Have you ever felt like you've been addicted to someone? Have you ever felt like they live in your mind? In your thoughts, memories, & constant daydreams? That's how Tobias makes me feel. I love him so much, & I could never stop even if I wanted to.

"Hi, i'm.. Delia. Sorry for the wait. What would you like to drink?" A tall brown haired girl with a big smile flicks her eyes from me to Tobias, & her eyes widen & her smile disappears.

"We'll have the champagne."

"Um, Tobias I-"

"Just go with it." Tobias cuts me off, yet again. I just nod my head.

"Okay. I'll um.. go get that for you." She then scurries off. I don't know if i'm just imagining this, but she looked nervous. Really nervous. And her aura changed drastically when her eyes landed on Tobias.

"She looked nervous." I state simply, picking at my cuticles. I'm probably imagining this. Jealousy is a big hamartia of mine.

"Yeah.." Tobias stares at our entwined hands on the table, nodding to himself. He looks nervous himself, & that sets an alarm off inside of me. I certainly couldn't have said something that would offend him, so what is it?

"Tobias, what are you hiding from me?" Cautiously, I remove my hand from his. If we're going to work out our problems, we need to be honest. Nothing but honest.

"Nothing. It's ah.. nothing. I'm fine." He says, trying to grab my hand again. His gaze averts to Delia coming toward us with our drinks. He keeps his eyes on her, scanning her up & down for a few seconds.
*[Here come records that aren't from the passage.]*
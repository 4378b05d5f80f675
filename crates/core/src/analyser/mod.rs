use std::{f32::consts::PI, fmt, sync::Arc};

use realfft::{num_complex::Complex32, RealFftPlanner, RealToComplex};
use serde::{Deserialize, Serialize};

use crate::{AudioConfig, Result, VizError};

/// One frame of analyser output, in the shape the feature extractor
/// consumes.
#[derive(Debug, Clone, Default, Serialize, Deserialize)]
pub struct SpectrumFrame {
    /// Magnitudes in dB from 0 Hz up to (but excluding) Nyquist.
    /// `-inf` marks silent bins.
    pub spectrum_db: Vec<f32>,
    /// RMS level of the time-domain block in dB.
    pub loudness_db: f32,
    pub sample_rate: f32,
}

/// Time-domain to decibel-spectrum converter.
///
/// Applies a Blackman window, a real FFT, per-bin temporal smoothing of the
/// magnitudes and a final dB conversion. Output has `fft_size / 2` bins.
pub struct SpectrumAnalyser {
    fft_size: usize,
    smoothing: f32,
    planner: RealFftPlanner<f32>,
    fft: Option<FftResources>,
    window: Vec<f32>,
    magnitudes: Vec<f32>,
}

impl SpectrumAnalyser {
    pub fn new(fft_size: usize, smoothing_time_constant: f32) -> Result<Self> {
        if fft_size < 2 || !fft_size.is_power_of_two() {
            return Err(VizError::config("fft_size must be a power of two"));
        }
        if !(0.0..1.0).contains(&smoothing_time_constant) {
            return Err(VizError::config(
                "smoothing_time_constant must lie in [0, 1)",
            ));
        }
        Ok(Self {
            fft_size,
            smoothing: smoothing_time_constant,
            planner: RealFftPlanner::new(),
            fft: None,
            window: blackman_window(fft_size),
            magnitudes: vec![0.0; fft_size / 2],
        })
    }

    pub fn from_config(config: &AudioConfig) -> Result<Self> {
        Self::new(config.fft_size, config.smoothing_time_constant)
    }

    pub fn fft_size(&self) -> usize {
        self.fft_size
    }

    pub fn bin_count(&self) -> usize {
        self.fft_size / 2
    }

    /// Drops the smoothed magnitude history.
    pub fn reset(&mut self) {
        self.magnitudes.iter_mut().for_each(|m| *m = 0.0);
    }

    /// Analyses the most recent `fft_size` samples of `block`, zero padding
    /// shorter blocks at the front. An empty block yields an empty spectrum.
    pub fn analyse(&mut self, block: &[f32], sample_rate: f32) -> Result<SpectrumFrame> {
        if block.is_empty() {
            return Ok(SpectrumFrame {
                spectrum_db: Vec::new(),
                loudness_db: f32::NEG_INFINITY,
                sample_rate,
            });
        }

        let size = self.fft_size;
        let tail = &block[block.len().saturating_sub(size)..];
        let offset = size - tail.len();
        let loudness_db = amplitude_to_db(compute_rms(tail));

        let fft = prepare_fft(&mut self.fft, &mut self.planner, size);
        fft.input.iter_mut().for_each(|v| *v = 0.0);
        for (index, sample) in tail.iter().enumerate() {
            let slot = offset + index;
            let value = if sample.is_finite() { *sample } else { 0.0 };
            fft.input[slot] = value * self.window[slot];
        }

        fft.plan
            .process_with_scratch(&mut fft.input, &mut fft.spectrum, &mut fft.scratch)?;

        let scale = 1.0 / size as f32;
        let tau = self.smoothing;
        let mut spectrum_db = Vec::with_capacity(self.magnitudes.len());
        for (smoothed, bin) in self.magnitudes.iter_mut().zip(&fft.spectrum) {
            let magnitude = bin.norm() * scale;
            *smoothed = tau * *smoothed + (1.0 - tau) * magnitude;
            spectrum_db.push(amplitude_to_db(*smoothed));
        }

        Ok(SpectrumFrame {
            spectrum_db,
            loudness_db,
            sample_rate,
        })
    }
}

fn prepare_fft<'a>(
    slot: &'a mut Option<FftResources>,
    planner: &mut RealFftPlanner<f32>,
    size: usize,
) -> &'a mut FftResources {
    slot.get_or_insert_with(|| {
        let plan = planner.plan_fft_forward(size);
        FftResources {
            scratch: plan.make_scratch_vec(),
            spectrum: plan.make_output_vec(),
            input: plan.make_input_vec(),
            plan,
        }
    })
}

struct FftResources {
    plan: Arc<dyn RealToComplex<f32>>,
    scratch: Vec<Complex32>,
    spectrum: Vec<Complex32>,
    input: Vec<f32>,
}

impl fmt::Debug for SpectrumAnalyser {
    fn fmt(&self, f: &mut fmt::Formatter<'_>) -> fmt::Result {
        f.debug_struct("SpectrumAnalyser")
            .field("fft_size", &self.fft_size)
            .field("smoothing", &self.smoothing)
            .field("planned", &self.fft.is_some())
            .finish()
    }
}

fn compute_rms(samples: &[f32]) -> f32 {
    if samples.is_empty() {
        return 0.0;
    }
    let sum: f32 = samples
        .iter()
        .filter(|s| s.is_finite())
        .map(|sample| sample * sample)
        .sum();
    (sum / samples.len() as f32).sqrt()
}

fn amplitude_to_db(amplitude: f32) -> f32 {
    if amplitude > 0.0 {
        20.0 * amplitude.log10()
    } else {
        f32::NEG_INFINITY
    }
}

fn blackman_window(len: usize) -> Vec<f32> {
    const ALPHA: f32 = 0.16;
    let a0 = 0.5 * (1.0 - ALPHA);
    let a1 = 0.5;
    let a2 = 0.5 * ALPHA;
    (0..len)
        .map(|i| {
            let x = i as f32 / len as f32;
            a0 - a1 * (2.0 * PI * x).cos() + a2 * (4.0 * PI * x).cos()
        })
        .collect()
}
"What the fuck? I'm your wife & you're checking her out? You claim that you want to fix our marriage, yet you do this shit! I should never have come here. I'm going home." I stand up, disgusted that I agreed to go out with him tonight. I grab my purse, watching Tobias stand up also.

How could he do this to me? I love him with all my heart & he does this to me. It appears as though the speech he gave me was full of lies. I don't know how much longer I can take this. Living in lies, I feel like such a fool.

I walk fast throughout the restaurant, ignoring the stares of many as white hot anger - that was happiness just a few minutes ago - courses throughout me. Tobias is fast, but dodging waiters & tables is hard for him & his muscular figure. He calls my name out a few times, but I ignore him.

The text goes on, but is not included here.